Collected data:
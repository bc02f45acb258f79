//! Remote books API query and error types.

use thiserror::Error;

/// One of the read-only queries forwarded to the remote books API.
#[derive(Debug, Clone, PartialEq, Eq)]
pub enum BooksQuery {
    /// `GET {base}/books`
    All,
    /// `GET {base}/books/{isbn}`
    Isbn(String),
    /// `GET {base}/books?author={author}`
    Author(String),
    /// `GET {base}/books?title={title}`
    Title(String),
}

impl BooksQuery {
    /// Label used in logs and metrics.
    pub fn operation(&self) -> &'static str {
        match self {
            BooksQuery::All => "all",
            BooksQuery::Isbn(_) => "isbn",
            BooksQuery::Author(_) => "author",
            BooksQuery::Title(_) => "title",
        }
    }

    /// Client-facing body returned when this query fails for any reason.
    pub fn failure_message(&self) -> &'static str {
        match self {
            BooksQuery::All => "Error fetching books",
            BooksQuery::Isbn(_) => "Error fetching book",
            BooksQuery::Author(_) => "Error fetching books by author",
            BooksQuery::Title(_) => "Error fetching books by title",
        }
    }
}

/// Errors from the remote books API client.
///
/// Kept distinct for logging; callers collapse every variant into a single
/// failure response.
#[derive(Debug, Error)]
pub enum UpstreamError {
    /// Base URL missing, unparseable, or not http(s).
    #[error("Invalid upstream URL '{url}': {reason}")]
    InvalidUrl { url: String, reason: String },

    /// HTTP client could not be constructed.
    #[error("Failed to build HTTP client: {0}")]
    Client(#[source] reqwest::Error),

    /// Connection, timeout or body read failure.
    #[error("Upstream request failed: {0}")]
    Request(#[from] reqwest::Error),

    /// Upstream answered with a non-success status.
    #[error("Upstream returned status {0}")]
    Status(u16),
}

/// Result type for upstream operations.
pub type UpstreamResult<T> = Result<T, UpstreamError>;
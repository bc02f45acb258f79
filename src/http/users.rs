//! Registration and login handlers.
//!
//! No session or token is issued on login; later requests identify the user
//! only by the username they carry.

use axum::{
    extract::{rejection::JsonRejection, State},
    http::StatusCode,
    Json,
};
use serde::Deserialize;

use crate::http::response::{ApiResult, LoginResponse};
use crate::http::server::AppState;
use crate::observability::metrics;

#[derive(Debug, Deserialize)]
pub struct Credentials {
    pub username: String,
    pub password: String,
}

pub async fn register(
    State(state): State<AppState>,
    payload: Result<Json<Credentials>, JsonRejection>,
) -> ApiResult<(StatusCode, &'static str)> {
    let Json(creds) = payload?;
    state.store.register(&creds.username, &creds.password)?;

    metrics::record_registration();
    tracing::info!(username = %creds.username, "User registered");
    Ok((StatusCode::CREATED, "User registered successfully"))
}

pub async fn login(
    State(state): State<AppState>,
    payload: Result<Json<Credentials>, JsonRejection>,
) -> ApiResult<Json<LoginResponse>> {
    let Json(creds) = payload?;
    let username = state.store.login(&creds.username, &creds.password)?;

    Ok(Json(LoginResponse {
        message: "Login successful",
        username,
    }))
}
//! Bookstore catalog and review service.
//!
//! # Architecture Overview
//!
//! ```text
//!                     ┌───────────────────────────────────────────────┐
//!                     │                 BOOKSTORE                      │
//!   Client Request    │  ┌─────────┐    ┌──────────┐    ┌───────────┐  │
//!   ──────────────────┼─▶│  http   │───▶│ handlers │───▶│   store   │  │
//!                     │  │ server  │    │ books/   │    │ Bookstore │  │
//!                     │  └─────────┘    │ users    │    │ catalog + │  │
//!                     │                 └────┬─────┘    │ users     │  │
//!                     │                      │          └───────────┘  │
//!                     │                      ▼                         │
//!                     │               ┌────────────┐                   │
//!                     │               │  upstream  │───────────────────┼──▶ Books API
//!                     │               │  (reqwest) │                   │
//!                     │               └────────────┘                   │
//!                     │  config · observability · lifecycle            │
//!                     └───────────────────────────────────────────────┘
//! ```

use std::path::PathBuf;

use clap::Parser;
use tokio::net::TcpListener;

use bookstore::config::resolve_config;
use bookstore::observability::{logging, metrics};
use bookstore::{HttpServer, Shutdown};

#[derive(Parser)]
#[command(name = "bookstore")]
#[command(about = "Bookstore catalog and review service", long_about = None)]
struct Args {
    /// Path to a TOML configuration file.
    #[arg(short, long)]
    config: Option<PathBuf>,
}

#[tokio::main]
async fn main() -> Result<(), Box<dyn std::error::Error>> {
    let args = Args::parse();
    let config = resolve_config(args.config.as_deref())?;

    logging::init_logging(&config.observability);
    tracing::info!("bookstore v{} starting", env!("CARGO_PKG_VERSION"));

    tracing::info!(
        bind_address = %config.listener.bind_address,
        upstream = %config.upstream.base_url,
        request_timeout_secs = config.timeouts.request_secs,
        "Configuration loaded"
    );

    if config.observability.metrics_enabled {
        // Address already checked by validation.
        match config.observability.metrics_address.parse() {
            Ok(addr) => metrics::init_metrics(addr)?,
            Err(e) => tracing::error!(
                metrics_address = %config.observability.metrics_address,
                error = %e,
                "Failed to parse metrics address"
            ),
        }
    }

    let listener = TcpListener::bind(&config.listener.bind_address).await?;
    tracing::info!(address = %listener.local_addr()?, "Server running");

    let shutdown = Shutdown::new();
    let server = HttpServer::new(config)?;
    server.run(listener, shutdown.subscribe()).await?;

    tracing::info!("Shutdown complete");
    Ok(())
}
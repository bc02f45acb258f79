//! `/external-books` passthrough handlers.
//!
//! Local stores are never touched here.

use axum::{
    extract::{Path, State},
    http::header,
    response::{IntoResponse, Response},
};

use crate::http::response::{ApiError, ApiResult};
use crate::http::server::AppState;
use crate::observability::metrics;
use crate::upstream::BooksQuery;

pub async fn all_books(State(state): State<AppState>) -> ApiResult<Response> {
    relay(&state, BooksQuery::All).await
}

pub async fn book_by_isbn(
    State(state): State<AppState>,
    Path(isbn): Path<String>,
) -> ApiResult<Response> {
    relay(&state, BooksQuery::Isbn(isbn)).await
}

pub async fn books_by_author(
    State(state): State<AppState>,
    Path(author): Path<String>,
) -> ApiResult<Response> {
    relay(&state, BooksQuery::Author(author)).await
}

pub async fn books_by_title(
    State(state): State<AppState>,
    Path(title): Path<String>,
) -> ApiResult<Response> {
    relay(&state, BooksQuery::Title(title)).await
}

/// Forward one query and relay the body, or collapse any failure.
async fn relay(state: &AppState, query: BooksQuery) -> ApiResult<Response> {
    match state.books_api.fetch(&query).await {
        Ok(body) => Ok(([(header::CONTENT_TYPE, "application/json")], body).into_response()),
        Err(e) => {
            tracing::warn!(operation = query.operation(), error = %e, "Books API call failed");
            metrics::record_upstream_failure(query.operation());
            Err(ApiError::Upstream(query.failure_message()))
        }
    }
}
//! Per-request middleware.
//!
//! # Responsibilities
//! - Stamp each request with a UUID v4 `x-request-id` (kept if the client
//!   sent one) and echo it on the response
//! - Open a tracing span carrying method, path and request id
//! - Record request metrics by matched route

use std::time::Instant;

use axum::{
    extract::{MatchedPath, Request},
    http::{HeaderName, HeaderValue},
    middleware::Next,
    response::Response,
};
use tower_http::request_id::{MakeRequestId, PropagateRequestIdLayer, RequestId, SetRequestIdLayer};
use tracing::Span;
use uuid::Uuid;

use crate::observability::metrics;

/// Header carrying the request correlation id.
pub const X_REQUEST_ID: HeaderName = HeaderName::from_static("x-request-id");

/// Generates UUID v4 request ids.
#[derive(Debug, Clone, Copy, Default)]
pub struct UuidRequestId;

impl MakeRequestId for UuidRequestId {
    fn make_request_id<B>(&mut self, _request: &axum::http::Request<B>) -> Option<RequestId> {
        HeaderValue::from_str(&Uuid::new_v4().to_string())
            .ok()
            .map(RequestId::new)
    }
}

pub fn set_request_id_layer() -> SetRequestIdLayer<UuidRequestId> {
    SetRequestIdLayer::new(X_REQUEST_ID, UuidRequestId)
}

pub fn propagate_request_id_layer() -> PropagateRequestIdLayer {
    PropagateRequestIdLayer::new(X_REQUEST_ID)
}

/// Request id header value, or "unknown".
pub fn request_id<B>(request: &axum::http::Request<B>) -> &str {
    request
        .headers()
        .get(X_REQUEST_ID)
        .and_then(|v| v.to_str().ok())
        .unwrap_or("unknown")
}

/// Span factory for `TraceLayer`.
pub fn make_request_span<B>(request: &axum::http::Request<B>) -> Span {
    tracing::info_span!(
        "request",
        method = %request.method(),
        path = %request.uri().path(),
        request_id = %request_id(request),
    )
}

/// Route-level middleware recording request count and latency.
pub async fn track_metrics(request: Request, next: Next) -> Response {
    let start = Instant::now();
    let endpoint = request
        .extensions()
        .get::<MatchedPath>()
        .map(|p| p.as_str().to_owned())
        .unwrap_or_else(|| "unmatched".to_owned());
    let method = request.method().to_string();

    let response = next.run(request).await;
    metrics::record_request(&endpoint, &method, response.status().as_u16(), start);
    response
}

#[cfg(test)]
mod tests {
    use super::*;
    use axum::body::Body;

    #[test]
    fn test_generated_ids_are_uuids() {
        let req = axum::http::Request::new(Body::empty());
        let mut maker = UuidRequestId;
        let id = maker.make_request_id(&req).unwrap();
        let text = id.header_value().to_str().unwrap();
        assert!(Uuid::parse_str(text).is_ok());
    }

    #[test]
    fn test_request_id_fallback() {
        let req = axum::http::Request::builder()
            .header("x-request-id", "abc")
            .body(Body::empty())
            .unwrap();
        assert_eq!(request_id(&req), "abc");
        assert_eq!(request_id(&axum::http::Request::new(Body::empty())), "unknown");
    }
}
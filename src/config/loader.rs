//! Configuration loading from disk and environment.

use std::env;
use std::fs;
use std::net::SocketAddr;
use std::path::Path;

use crate::config::schema::ServiceConfig;
use crate::config::validation::{validate_config, ValidationError};

/// Environment variable that overrides the listener port.
pub const PORT_ENV: &str = "PORT";

/// Error type for configuration loading.
#[derive(Debug)]
pub enum ConfigError {
    Io(std::io::Error),
    Parse(toml::de::Error),
    Validation(Vec<ValidationError>),
}

impl std::fmt::Display for ConfigError {
    fn fmt(&self, f: &mut std::fmt::Formatter<'_>) -> std::fmt::Result {
        match self {
            ConfigError::Io(e) => write!(f, "IO error: {}", e),
            ConfigError::Parse(e) => write!(f, "Parse error: {}", e),
            ConfigError::Validation(errors) => {
                write!(f, "Validation failed: ")?;
                for (i, err) in errors.iter().enumerate() {
                    if i > 0 {
                        write!(f, ", ")?;
                    }
                    write!(f, "{}", err)?;
                }
                Ok(())
            }
        }
    }
}

impl std::error::Error for ConfigError {}

/// Load and validate configuration from a TOML file.
pub fn load_config(path: &Path) -> Result<ServiceConfig, ConfigError> {
    let content = fs::read_to_string(path).map_err(ConfigError::Io)?;
    let config: ServiceConfig = toml::from_str(&content).map_err(ConfigError::Parse)?;

    validate_config(&config).map_err(ConfigError::Validation)?;

    Ok(config)
}

/// Resolve the effective configuration: file (or defaults), then `PORT`.
pub fn resolve_config(path: Option<&Path>) -> Result<ServiceConfig, ConfigError> {
    let mut config = match path {
        Some(path) => load_config(path)?,
        None => ServiceConfig::default(),
    };

    if let Ok(port) = env::var(PORT_ENV) {
        apply_port_override(&mut config, &port);
    }

    validate_config(&config).map_err(ConfigError::Validation)?;
    Ok(config)
}

/// Replace the listener port, keeping the configured host. Invalid values
/// are logged and ignored.
pub fn apply_port_override(config: &mut ServiceConfig, port: &str) {
    let port: u16 = match port.trim().parse() {
        Ok(port) => port,
        Err(e) => {
            tracing::warn!(value = %port, error = %e, "Ignoring invalid {PORT_ENV}");
            return;
        }
    };

    match config.listener.bind_address.parse::<SocketAddr>() {
        Ok(mut addr) => {
            addr.set_port(port);
            config.listener.bind_address = addr.to_string();
        }
        Err(_) => {
            config.listener.bind_address = format!("0.0.0.0:{port}");
        }
    }
    tracing::info!(bind_address = %config.listener.bind_address, "Listener port taken from {PORT_ENV}");
}
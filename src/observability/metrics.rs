//! Metrics collection and exposition.
//!
//! # Metrics
//! - `bookstore_requests_total` (counter): requests by endpoint, method, status
//! - `bookstore_request_duration_seconds` (histogram): latency by endpoint
//! - `bookstore_upstream_failures_total` (counter): failed books API calls
//! - `bookstore_users_registered_total` (counter): successful registrations
//!
//! Recording is a no-op until `init_metrics` installs the Prometheus
//! recorder.

use std::net::SocketAddr;
use std::time::Instant;

use metrics_exporter_prometheus::{BuildError, PrometheusBuilder};

/// Install the Prometheus recorder and its scrape endpoint.
pub fn init_metrics(addr: SocketAddr) -> Result<(), BuildError> {
    PrometheusBuilder::new().with_http_listener(addr).install()?;
    tracing::info!(address = %addr, "Metrics endpoint listening");
    Ok(())
}

pub fn record_request(endpoint: &str, method: &str, status: u16, start: Instant) {
    metrics::counter!(
        "bookstore_requests_total",
        "endpoint" => endpoint.to_string(),
        "method" => method.to_string(),
        "status" => status.to_string()
    )
    .increment(1);

    metrics::histogram!(
        "bookstore_request_duration_seconds",
        "endpoint" => endpoint.to_string()
    )
    .record(start.elapsed().as_secs_f64());
}

pub fn record_upstream_failure(operation: &'static str) {
    metrics::counter!("bookstore_upstream_failures_total", "operation" => operation).increment(1);
}

pub fn record_registration() {
    metrics::counter!("bookstore_users_registered_total").increment(1);
}
//! Response shaping and error mapping.
//!
//! # Design Decisions
//! - Error bodies are plain text, success bodies are JSON
//! - Store errors map by kind: not found → 404, conflicts and bad
//!   credentials → 400
//! - Every upstream failure becomes 500 with a per-query message; the
//!   underlying cause is logged, never returned

use axum::{
    extract::rejection::JsonRejection,
    http::StatusCode,
    response::{IntoResponse, Response},
};
use serde::Serialize;
use thiserror::Error;

use crate::store::{ErrorKind, Review, StoreError};

/// Errors surfaced at the request boundary.
#[derive(Debug, Error)]
pub enum ApiError {
    #[error(transparent)]
    Store(#[from] StoreError),

    /// Upstream call failed; carries the client-facing message.
    #[error("{0}")]
    Upstream(&'static str),

    #[error("Malformed payload")]
    MalformedPayload,
}

impl ApiError {
    pub fn status(&self) -> StatusCode {
        match self {
            ApiError::Store(e) => match e.kind() {
                ErrorKind::NotFound => StatusCode::NOT_FOUND,
                ErrorKind::Conflict | ErrorKind::InvalidCredentials => StatusCode::BAD_REQUEST,
            },
            ApiError::Upstream(_) => StatusCode::INTERNAL_SERVER_ERROR,
            ApiError::MalformedPayload => StatusCode::BAD_REQUEST,
        }
    }
}

impl From<JsonRejection> for ApiError {
    fn from(rejection: JsonRejection) -> Self {
        tracing::debug!(error = %rejection.body_text(), "Rejected request body");
        ApiError::MalformedPayload
    }
}

impl IntoResponse for ApiError {
    fn into_response(self) -> Response {
        (self.status(), self.to_string()).into_response()
    }
}

/// Result type for request handlers.
pub type ApiResult<T> = Result<T, ApiError>;

/// Body of a successful login.
#[derive(Debug, Serialize)]
pub struct LoginResponse {
    pub message: &'static str,
    pub username: String,
}

/// Body of a successful review deletion.
#[derive(Debug, Serialize)]
pub struct ReviewDeleted {
    pub message: &'static str,
    pub reviews: Vec<Review>,
}
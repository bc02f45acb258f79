//! Registered users.

use crate::store::error::{StoreError, StoreResult};
use crate::store::types::{seed_users, User};

/// Flat list of registered users.
#[derive(Debug, Clone, Default)]
pub struct UserStore {
    users: Vec<User>,
}

impl UserStore {
    pub fn new(users: Vec<User>) -> Self {
        Self { users }
    }

    /// Store holding the fixed seed users.
    pub fn seeded() -> Self {
        Self::new(seed_users())
    }

    pub fn contains(&self, username: &str) -> bool {
        self.users.iter().any(|u| u.username == username)
    }

    pub fn len(&self) -> usize {
        self.users.len()
    }

    pub fn is_empty(&self) -> bool {
        self.users.is_empty()
    }

    /// Add a user. Usernames compare case-sensitively; the password is not
    /// validated.
    pub fn register(&mut self, username: &str, password: &str) -> StoreResult<&User> {
        if self.contains(username) {
            return Err(StoreError::UserExists);
        }
        self.users.push(User::new(username, password));
        Ok(&self.users[self.users.len() - 1])
    }

    pub fn login(&self, username: &str, password: &str) -> StoreResult<&User> {
        self.users
            .iter()
            .find(|u| u.matches(username, password))
            .ok_or(StoreError::InvalidCredentials)
    }
}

» WHAT THE TASK REQUIRES: How many lines in these entries contain the string "MakeRequestId"? State the number and nothing more.

» OUTPUT: 2